* PROBLEM STATEMENT *
With nothing added or dropped, output every record below exactly.

* SUPPLIED MATERIAL *
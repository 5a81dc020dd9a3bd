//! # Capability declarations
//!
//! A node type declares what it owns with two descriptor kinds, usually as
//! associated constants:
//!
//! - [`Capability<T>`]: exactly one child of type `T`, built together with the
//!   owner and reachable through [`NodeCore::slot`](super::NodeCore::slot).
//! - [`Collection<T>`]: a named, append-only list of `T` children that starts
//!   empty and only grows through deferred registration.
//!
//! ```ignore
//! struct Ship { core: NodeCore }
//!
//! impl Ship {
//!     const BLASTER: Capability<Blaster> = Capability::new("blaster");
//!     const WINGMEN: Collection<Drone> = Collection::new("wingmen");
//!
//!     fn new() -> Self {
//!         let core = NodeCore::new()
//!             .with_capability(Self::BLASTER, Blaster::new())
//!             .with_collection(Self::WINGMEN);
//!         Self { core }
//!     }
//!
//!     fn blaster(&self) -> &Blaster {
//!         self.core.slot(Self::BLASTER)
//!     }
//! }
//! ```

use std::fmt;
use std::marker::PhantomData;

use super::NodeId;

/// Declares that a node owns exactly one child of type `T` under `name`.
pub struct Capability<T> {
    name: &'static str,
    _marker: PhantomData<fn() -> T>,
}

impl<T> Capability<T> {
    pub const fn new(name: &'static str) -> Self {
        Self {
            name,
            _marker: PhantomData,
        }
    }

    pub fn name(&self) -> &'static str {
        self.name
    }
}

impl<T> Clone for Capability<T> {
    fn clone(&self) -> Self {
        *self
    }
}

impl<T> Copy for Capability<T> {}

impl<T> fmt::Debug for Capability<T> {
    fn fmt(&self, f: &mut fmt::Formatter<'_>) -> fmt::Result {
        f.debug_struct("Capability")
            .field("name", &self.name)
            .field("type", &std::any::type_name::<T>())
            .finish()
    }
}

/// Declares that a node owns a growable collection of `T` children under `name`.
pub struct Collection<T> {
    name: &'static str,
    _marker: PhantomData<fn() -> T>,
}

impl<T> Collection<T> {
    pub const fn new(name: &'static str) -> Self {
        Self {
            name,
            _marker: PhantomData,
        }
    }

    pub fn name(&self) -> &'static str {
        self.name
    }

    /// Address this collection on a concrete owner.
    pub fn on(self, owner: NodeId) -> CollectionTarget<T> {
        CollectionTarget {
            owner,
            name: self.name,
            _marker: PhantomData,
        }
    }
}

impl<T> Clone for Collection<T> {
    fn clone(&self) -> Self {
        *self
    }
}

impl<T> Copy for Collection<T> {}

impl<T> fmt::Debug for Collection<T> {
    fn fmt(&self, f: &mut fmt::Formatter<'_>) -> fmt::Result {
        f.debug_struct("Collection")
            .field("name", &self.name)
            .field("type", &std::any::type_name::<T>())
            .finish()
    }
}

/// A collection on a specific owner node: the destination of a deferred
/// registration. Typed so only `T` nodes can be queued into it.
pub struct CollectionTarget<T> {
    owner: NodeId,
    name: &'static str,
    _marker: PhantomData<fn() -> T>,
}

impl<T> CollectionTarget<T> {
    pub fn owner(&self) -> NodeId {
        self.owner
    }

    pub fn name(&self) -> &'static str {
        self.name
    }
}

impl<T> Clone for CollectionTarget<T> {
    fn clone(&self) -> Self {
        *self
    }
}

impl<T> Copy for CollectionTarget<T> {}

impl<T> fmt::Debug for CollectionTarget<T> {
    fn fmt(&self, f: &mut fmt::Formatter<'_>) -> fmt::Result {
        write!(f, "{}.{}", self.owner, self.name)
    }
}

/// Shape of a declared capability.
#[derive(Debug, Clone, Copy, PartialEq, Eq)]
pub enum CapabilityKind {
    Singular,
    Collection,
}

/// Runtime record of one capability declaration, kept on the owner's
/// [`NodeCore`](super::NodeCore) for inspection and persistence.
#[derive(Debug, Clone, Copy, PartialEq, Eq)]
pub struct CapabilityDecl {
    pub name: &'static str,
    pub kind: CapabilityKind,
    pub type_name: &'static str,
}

* SOLUTION TO THIS EXERCISE *
repository 5a81dc020dd9a3bd
//! # Capability declarations
//!
//! A node type declares what it owns with two descriptor kinds, usually as
//! associated constants:
//!
//! - [`Capability<T>`]: exactly one child of type `T`, built together with the
//!   owner and reachable through [`NodeCore::slot`](super::NodeCore::slot).
//! - [`Collection<T>`]: a named, append-only list of `T` children that starts
//!   empty and only grows through deferred registration.
//!
//! ```ignore
//! struct Ship { core: NodeCore }
//!
//! impl Ship {
//!     const BLASTER: Capability<Blaster> = Capability::new("blaster");
//!     const WINGMEN: Collection<Drone> = Collection::new("wingmen");
//!
//!     fn new() -> Self {
//!         let core = NodeCore::new()
//!             .with_capability(Self::BLASTER, Blaster::new())
//!             .with_collection(Self::WINGMEN);
//!         Self { core }
//!     }
//!
//!     fn blaster(&self) -> &Blaster {
//!         self.core.slot(Self::BLASTER)
//!     }
//! }
//! ```

use std::fmt;
use std::marker::PhantomData;

use super::NodeId;

/// Declares that a node owns exactly one child of type `T` under `name`.
pub struct Capability<T> {
    name: &'static str,
    _marker: PhantomData<fn() -> T>,
}

impl<T> Capability<T> {
    pub const fn new(name: &'static str) -> Self {
        Self {
            name,
            _marker: PhantomData,
        }
    }

    pub fn name(&self) -> &'static str {
        self.name
    }
}

impl<T> Clone for Capability<T> {
    fn clone(&self) -> Self {
        *self
    }
}

impl<T> Copy for Capability<T> {}

impl<T> fmt::Debug for Capability<T> {
    fn fmt(&self, f: &mut fmt::Formatter<'_>) -> fmt::Result {
        f.debug_struct("Capability")
            .field("name", &self.name)
            .field("type", &std::any::type_name::<T>())
            .finish()
    }
}

/// Declares that a node owns a growable collection of `T` children under `name`.
pub struct Collection<T> {
    name: &'static str,
    _marker: PhantomData<fn() -> T>,
}

impl<T> Collection<T> {
    pub const fn new(name: &'static str) -> Self {
        Self {
            name,
            _marker: PhantomData,
        }
    }

    pub fn name(&self) -> &'static str {
        self.name
    }

    /// Address this collection on a concrete owner.
    pub fn on(self, owner: NodeId) -> CollectionTarget<T> {
        CollectionTarget {
            owner,
            name: self.name,
            _marker: PhantomData,
        }
    }
}

impl<T> Clone for Collection<T> {
    fn clone(&self) -> Self {
        *self
    }
}

impl<T> Copy for Collection<T> {}

impl<T> fmt::Debug for Collection<T> {
    fn fmt(&self, f: &mut fmt::Formatter<'_>) -> fmt::Result {
        f.debug_struct("Collection")
            .field("name", &self.name)
            .field("type", &std::any::type_name::<T>())
            .finish()
    }
}

/// A collection on a specific owner node: the destination of a deferred
/// registration. Typed so only `T` nodes can be queued into it.
pub struct CollectionTarget<T> {
    owner: NodeId,
    name: &'static str,
    _marker: PhantomData<fn() -> T>,
}

impl<T> CollectionTarget<T> {
    pub fn owner(&self) -> NodeId {
        self.owner
    }

    pub fn name(&self) -> &'static str {
        self.name
    }
}

impl<T> Clone for CollectionTarget<T> {
    fn clone(&self) -> Self {
        *self
    }
}

impl<T> Copy for CollectionTarget<T> {}

impl<T> fmt::Debug for CollectionTarget<T> {
    fn fmt(&self, f: &mut fmt::Formatter<'_>) -> fmt::Result {
        write!(f, "{}.{}", self.owner, self.name)
    }
}

/// Shape of a declared capability.
#[derive(Debug, Clone, Copy, PartialEq, Eq)]
pub enum CapabilityKind {
    Singular,
    Collection,
}

/// Runtime record of one capability declaration, kept on the owner's
/// [`NodeCore`](super::NodeCore) for inspection and persistence.
#[derive(Debug, Clone, Copy, PartialEq, Eq)]
pub struct CapabilityDecl {
    pub name: &'static str,
    pub kind: CapabilityKind,
    pub type_name: &'static str,
}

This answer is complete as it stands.